• **WHAT IS BEING ASKED**: Could you write out the records below exactly as they appear?

• **MATERIAL FOR THIS EXERCISE**:
//! 日志和监控模块
//!
//! - `telemetry` feature：基于 tracing-subscriber 的日志初始化
//! - `monitoring` feature：Prometheus 指标
//!
//! # 示例
//!
//! ```rust,ignore
//! use modelgate::config::LogConfig;
//! use modelgate::telemetry::{init_logging, Metrics};
//!
//! init_logging(&LogConfig::default()).unwrap();
//!
//! let metrics = Metrics::new().unwrap();
//! metrics.record_request("model-a");
//! println!("{}", metrics.gather());
//! ```

#[cfg(feature = "telemetry")]
pub use self::logging::init_logging;
#[cfg(feature = "monitoring")]
pub use self::metrics::Metrics;

#[cfg(feature = "telemetry")]
mod logging {
    use crate::config::{LogConfig, LogFormat};
    use crate::error::GateError;
    use tracing_subscriber::{fmt, EnvFilter};

    /// 初始化日志系统
    ///
    /// 优先使用环境变量 `RUST_LOG`，否则使用配置中的级别。
    /// 重复初始化返回 `ConfigError`。
    pub fn init_logging(config: &LogConfig) -> Result<(), GateError> {
        let filter = EnvFilter::try_from_default_env()
            .or_else(|_| EnvFilter::try_new(&config.level))
            .map_err(|e| GateError::ConfigError(format!("无效的日志级别 {}: {}", config.level, e)))?;

        let builder = fmt().with_env_filter(filter).with_target(true);

        let result = match config.format {
            LogFormat::Compact => builder.compact().try_init(),
            LogFormat::Pretty => builder.pretty().try_init(),
            LogFormat::Json => builder.json().try_init(),
        };

        result.map_err(|e| GateError::ConfigError(format!("日志系统初始化失败: {}", e)))
    }
}

#[cfg(feature = "monitoring")]
mod metrics {
    use crate::constants::{PERMIT_WAIT_BUCKETS, REQUEST_LATENCY_BUCKETS};
    use prometheus::{
        Encoder, HistogramOpts, HistogramVec, IntCounterVec, IntGaugeVec, Opts, Registry,
        TextEncoder,
    };
    use std::time::Duration;
    use tracing::error;

    /// 监控指标
    ///
    /// 所有指标按模型名称打标签，注册在自带的 Registry 中。
    #[derive(Clone)]
    pub struct Metrics {
        /// 发起的请求数
        pub requests_total: IntCounterVec,
        /// 按错误类别统计的失败数
        pub errors_total: IntCounterVec,
        /// 上游请求耗时
        pub request_duration: HistogramVec,
        /// 等待许可的耗时
        pub permit_wait: HistogramVec,
        /// 正在进行的请求数
        pub in_flight: IntGaugeVec,
        registry: Registry,
    }

    impl Metrics {
        /// 创建并注册所有指标
        pub fn new() -> Result<Self, prometheus::Error> {
            let registry = Registry::new();

            let requests_total = IntCounterVec::new(
                Opts::new(
                    "modelgate_requests_total",
                    "Total number of chat completion calls",
                ),
                &["model"],
            )?;
            let errors_total = IntCounterVec::new(
                Opts::new(
                    "modelgate_errors_total",
                    "Total number of failed chat completion calls",
                ),
                &["model", "kind"],
            )?;
            let request_duration = HistogramVec::new(
                HistogramOpts::new(
                    "modelgate_request_duration_seconds",
                    "Upstream round-trip duration in seconds",
                )
                .buckets(REQUEST_LATENCY_BUCKETS.to_vec()),
                &["model"],
            )?;
            let permit_wait = HistogramVec::new(
                HistogramOpts::new(
                    "modelgate_permit_wait_seconds",
                    "Time spent waiting for a concurrency permit in seconds",
                )
                .buckets(PERMIT_WAIT_BUCKETS.to_vec()),
                &["model"],
            )?;
            let in_flight = IntGaugeVec::new(
                Opts::new(
                    "modelgate_in_flight",
                    "Current number of in-flight calls per model",
                ),
                &["model"],
            )?;

            registry.register(Box::new(requests_total.clone()))?;
            registry.register(Box::new(errors_total.clone()))?;
            registry.register(Box::new(request_duration.clone()))?;
            registry.register(Box::new(permit_wait.clone()))?;
            registry.register(Box::new(in_flight.clone()))?;

            Ok(Self {
                requests_total,
                errors_total,
                request_duration,
                permit_wait,
                in_flight,
                registry,
            })
        }

        pub fn record_request(&self, model: &str) {
            self.requests_total.with_label_values(&[model]).inc();
        }

        pub fn record_error(&self, model: &str, kind: &str) {
            self.errors_total.with_label_values(&[model, kind]).inc();
        }

        pub fn record_permit_wait(&self, model: &str, waited: Duration) {
            self.permit_wait
                .with_label_values(&[model])
                .observe(waited.as_secs_f64());
        }

        pub fn record_duration(&self, model: &str, elapsed: Duration) {
            self.request_duration
                .with_label_values(&[model])
                .observe(elapsed.as_secs_f64());
        }

        pub fn set_in_flight(&self, model: &str, value: usize) {
            self.in_flight
                .with_label_values(&[model])
                .set(i64::try_from(value).unwrap_or(i64::MAX));
        }

        /// 收集所有指标并返回 Prometheus 文本格式
        pub fn gather(&self) -> String {
            let encoder = TextEncoder::new();
            let metric_families = self.registry.gather();
            let mut buffer = Vec::new();
            if let Err(e) = encoder.encode(&metric_families, &mut buffer) {
                error!("Failed to encode metrics: {}", e);
                return String::new();
            }
            String::from_utf8(buffer).unwrap_or_default()
        }
    }

}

• **SOLUTION TO THIS PROBLEM**:
//! 日志和监控模块
//!
//! - `telemetry` feature：基于 tracing-subscriber 的日志初始化
//! - `monitoring` feature：Prometheus 指标
//!
//! # 示例
//!
//! ```rust,ignore
//! use modelgate::config::LogConfig;
//! use modelgate::telemetry::{init_logging, Metrics};
//!
//! init_logging(&LogConfig::default()).unwrap();
//!
//! let metrics = Metrics::new().unwrap();
//! metrics.record_request("model-a");
//! println!("{}", metrics.gather());
//! ```

#[cfg(feature = "telemetry")]
pub use self::logging::init_logging;
#[cfg(feature = "monitoring")]
pub use self::metrics::Metrics;

#[cfg(feature = "telemetry")]
mod logging {
    use crate::config::{LogConfig, LogFormat};
    use crate::error::GateError;
    use tracing_subscriber::{fmt, EnvFilter};

    /// 初始化日志系统
    ///
    /// 优先使用环境变量 `RUST_LOG`，否则使用配置中的级别。
    /// 重复初始化返回 `ConfigError`。
    pub fn init_logging(config: &LogConfig) -> Result<(), GateError> {
        let filter = EnvFilter::try_from_default_env()
            .or_else(|_| EnvFilter::try_new(&config.level))
            .map_err(|e| GateError::ConfigError(format!("无效的日志级别 {}: {}", config.level, e)))?;

        let builder = fmt().with_env_filter(filter).with_target(true);

        let result = match config.format {
            LogFormat::Compact => builder.compact().try_init(),
            LogFormat::Pretty => builder.pretty().try_init(),
            LogFormat::Json => builder.json().try_init(),
        };

        result.map_err(|e| GateError::ConfigError(format!("日志系统初始化失败: {}", e)))
    }
}

#[cfg(feature = "monitoring")]
mod metrics {
    use crate::constants::{PERMIT_WAIT_BUCKETS, REQUEST_LATENCY_BUCKETS};
    use prometheus::{
        Encoder, HistogramOpts, HistogramVec, IntCounterVec, IntGaugeVec, Opts, Registry,
        TextEncoder,
    };
    use std::time::Duration;
    use tracing::error;

    /// 监控指标
    ///
    /// 所有指标按模型名称打标签，注册在自带的 Registry 中。
    #[derive(Clone)]
    pub struct Metrics {
        /// 发起的请求数
        pub requests_total: IntCounterVec,
        /// 按错误类别统计的失败数
        pub errors_total: IntCounterVec,
        /// 上游请求耗时
        pub request_duration: HistogramVec,
        /// 等待许可的耗时
        pub permit_wait: HistogramVec,
        /// 正在进行的请求数
        pub in_flight: IntGaugeVec,
        registry: Registry,
    }

    impl Metrics {
        /// 创建并注册所有指标
        pub fn new() -> Result<Self, prometheus::Error> {
            let registry = Registry::new();

            let requests_total = IntCounterVec::new(
                Opts::new(
                    "modelgate_requests_total",
                    "Total number of chat completion calls",
                ),
                &["model"],
            )?;
            let errors_total = IntCounterVec::new(
                Opts::new(
                    "modelgate_errors_total",
                    "Total number of failed chat completion calls",
                ),
                &["model", "kind"],
            )?;
            let request_duration = HistogramVec::new(
                HistogramOpts::new(
                    "modelgate_request_duration_seconds",
                    "Upstream round-trip duration in seconds",
                )
                .buckets(REQUEST_LATENCY_BUCKETS.to_vec()),
                &["model"],
            )?;
            let permit_wait = HistogramVec::new(
                HistogramOpts::new(
                    "modelgate_permit_wait_seconds",
                    "Time spent waiting for a concurrency permit in seconds",
                )
                .buckets(PERMIT_WAIT_BUCKETS.to_vec()),
                &["model"],
            )?;
            let in_flight = IntGaugeVec::new(
                Opts::new(
                    "modelgate_in_flight",
                    "Current number of in-flight calls per model",
                ),
                &["model"],
            )?;

            registry.register(Box::new(requests_total.clone()))?;
            registry.register(Box::new(errors_total.clone()))?;
            registry.register(Box::new(request_duration.clone()))?;
            registry.register(Box::new(permit_wait.clone()))?;
            registry.register(Box::new(in_flight.clone()))?;

            Ok(Self {
                requests_total,
                errors_total,
                request_duration,
                permit_wait,
                in_flight,
                registry,
            })
        }

        pub fn record_request(&self, model: &str) {
            self.requests_total.with_label_values(&[model]).inc();
        }

        pub fn record_error(&self, model: &str, kind: &str) {
            self.errors_total.with_label_values(&[model, kind]).inc();
        }

        pub fn record_permit_wait(&self, model: &str, waited: Duration) {
            self.permit_wait
                .with_label_values(&[model])
                .observe(waited.as_secs_f64());
        }

        pub fn record_duration(&self, model: &str, elapsed: Duration) {
            self.request_duration
                .with_label_values(&[model])
                .observe(elapsed.as_secs_f64());
        }

        pub fn set_in_flight(&self, model: &str, value: usize) {
            self.in_flight
                .with_label_values(&[model])
                .set(i64::try_from(value).unwrap_or(i64::MAX));
        }

        /// 收集所有指标并返回 Prometheus 文本格式
        pub fn gather(&self) -> String {
            let encoder = TextEncoder::new();
            let metric_families = self.registry.gather();
            let mut buffer = Vec::new();
            if let Err(e) = encoder.encode(&metric_families, &mut buffer) {
                error!("Failed to encode metrics: {}", e);
                return String::new();
            }
            String::from_utf8(buffer).unwrap_or_default()
        }
    }

}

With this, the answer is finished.